Os jornais amanhecem outra vez na gangorra da crise financeira, agora alimentando a expectativa por uma nova votação do pacote de socorro proposto pelo governo dos Estados Unidos. A rigor, não há novidades a não ser o fato de que a rejeição inicial à proposta exigiu maiores esclarecimentos por parte das autoridades americanas, que também estão nos jornais.
Além disso, a imprensa brasileira começa a olhar para dentro, e revela com mais detalhes o nível dos riscos de contaminação por aqui. No entanto, passadas duas semanas da eclosão da turbulência, a imprensa nacional acumula erros e omissões na avaliação do episódio. A começar pela revista Veja, que anunciou há duas edições a chegada triunfal da cavalaria ligeira de George Bush, e teve que recuar para uma versão mais cautelosa dos acontecimentos já na edição seguinte.

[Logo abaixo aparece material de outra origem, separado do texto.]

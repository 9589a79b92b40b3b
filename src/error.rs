//! Error types for the cluster agent
//!
//! Every variant carries the step that failed (`context`) alongside a message,
//! so a single error surfaced to the caller names where the join, signing or
//! configuration sequence stopped.

use thiserror::Error;

use crate::pki::PkiError;

/// Main error type for cluster agent operations
#[derive(Debug, Error)]
pub enum Error {
    /// Invalid, expired or missing token
    #[error("{context}: {message}")]
    Auth {
        /// Step that rejected the credential
        context: String,
        /// Description of the rejection
        message: String,
    },

    /// Malformed request, port mismatch or unknown upgrade phase
    #[error("{context}: {message}")]
    Validation {
        /// Step that rejected the request
        context: String,
        /// Description of what's invalid
        message: String,
    },

    /// Wrong cluster mode for this join variant, or node already a member
    #[error("{context}: {message}")]
    Conflict {
        /// Step that detected the conflict
        context: String,
        /// Description of the conflict
        message: String,
    },

    /// Credential or membership state unreadable or malformed
    #[error("{context}: {message}")]
    State {
        /// Step that touched the broken state
        context: String,
        /// Underlying cause
        message: String,
    },

    /// Process restart or CLI tool exited with a failure
    #[error("{context}: {message}")]
    ExternalCommand {
        /// Step that ran the command
        context: String,
        /// Command line and exit status
        message: String,
    },

    /// Membership convergence deadline exceeded
    #[error("{context}: {message}")]
    Timeout {
        /// Step that was waiting
        context: String,
        /// What never happened
        message: String,
    },

    /// Certificate signing failed
    #[error("{context}: {source}")]
    Signing {
        /// Step that called the signer
        context: String,
        /// The underlying PKI error
        #[source]
        source: PkiError,
    },
}

impl Error {
    /// Create an authentication error
    pub fn auth(context: impl Into<String>, msg: impl Into<String>) -> Self {
        Self::Auth {
            context: context.into(),
            message: msg.into(),
        }
    }

    /// Create a validation error
    pub fn validation(context: impl Into<String>, msg: impl Into<String>) -> Self {
        Self::Validation {
            context: context.into(),
            message: msg.into(),
        }
    }

    /// Create a conflict error
    pub fn conflict(context: impl Into<String>, msg: impl Into<String>) -> Self {
        Self::Conflict {
            context: context.into(),
            message: msg.into(),
        }
    }

    /// Create a state error
    pub fn state(context: impl Into<String>, msg: impl Into<String>) -> Self {
        Self::State {
            context: context.into(),
            message: msg.into(),
        }
    }

    /// Create an external command error
    pub fn external_command(context: impl Into<String>, msg: impl Into<String>) -> Self {
        Self::ExternalCommand {
            context: context.into(),
            message: msg.into(),
        }
    }

    /// Create a timeout error
    pub fn timeout(context: impl Into<String>, msg: impl Into<String>) -> Self {
        Self::Timeout {
            context: context.into(),
            message: msg.into(),
        }
    }

    /// Wrap a PKI failure with the step that triggered it
    pub fn signing(context: impl Into<String>, source: PkiError) -> Self {
        Self::Signing {
            context: context.into(),
            source,
        }
    }

    /// Re-wrap an error under an outer step, keeping its category.
    ///
    /// The outer context is prepended so the rendered message reads
    /// `outer: inner-context: message`.
    pub fn within(self, outer: &str) -> Self {
        let nest = |context: String| format!("{outer}: {context}");
        match self {
            Self::Auth { context, message } => Self::Auth {
                context: nest(context),
                message,
            },
            Self::Validation { context, message } => Self::Validation {
                context: nest(context),
                message,
            },
            Self::Conflict { context, message } => Self::Conflict {
                context: nest(context),
                message,
            },
            Self::State { context, message } => Self::State {
                context: nest(context),
                message,
            },
            Self::ExternalCommand { context, message } => Self::ExternalCommand {
                context: nest(context),
                message,
            },
            Self::Timeout { context, message } => Self::Timeout {
                context: nest(context),
                message,
            },
            Self::Signing { context, source } => Self::Signing {
                context: nest(context),
                source,
            },
        }
    }

    /// Stable category name, used for structured logging
    pub fn kind(&self) -> &'static str {
        match self {
            Self::Auth { .. } => "auth",
            Self::Validation { .. } => "validation",
            Self::Conflict { .. } => "conflict",
            Self::State { .. } => "state",
            Self::ExternalCommand { .. } => "external_command",
            Self::Timeout { .. } => "timeout",
            Self::Signing { .. } => "signing",
        }
    }
}

/// Turn an I/O failure on a state file into a `State` error
pub(crate) fn io_state(context: impl Into<String>, err: std::io::Error) -> Error {
    Error::state(context, err.to_string())
}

Uma olhada nas coleções de jornais dos últimos dias mostra que a imprensa não conseguiu desprender sua atenção dos fatos mais imediatos, e com isso perde a oportunidade de oferecer aos leitores uma reflexão mais profunda sobre a crise.
Como uma boiada
Há muito que dizer em torno das dificuldades dos bancos americanos para entregar o que prometeram aos clientes. Mas os jornais apenas dão voltas na própria crise. Por exemplo, não há qualquer citação às relações óbvias entre os fatos no mercado financeiro, o financiamento das próximas safras agrícolas no Brasil e a questão do desmatamento.
A questão é parcialmente coberta pela Gazeta Mercantil, que investiu numa reportagem sobre as dificuldades de produtores rurais brasileiros para renovar seus financiamentos no exterior.
O pacote de ajuda aos bancos deve ir a votação ainda na quarta-feira (1/10), desta vez no Senado americano, onde a maioria já se manifestou favorável à aprovação. O processo deve se completar até o fim da semana, e, a julgar pelas reações noticiadas pelos jornais, a tendência é que os mercados se acalmem com a simples notícia da aprovação da operação de socorro, sem se perguntar em que condições o paciente vai sobreviver.
O mercado vai da euforia ao pânico, e vice-versa. Mas o mercado é irracional como uma boiada. A imprensa não deveria seguir a poeira, mas apontar caminhos.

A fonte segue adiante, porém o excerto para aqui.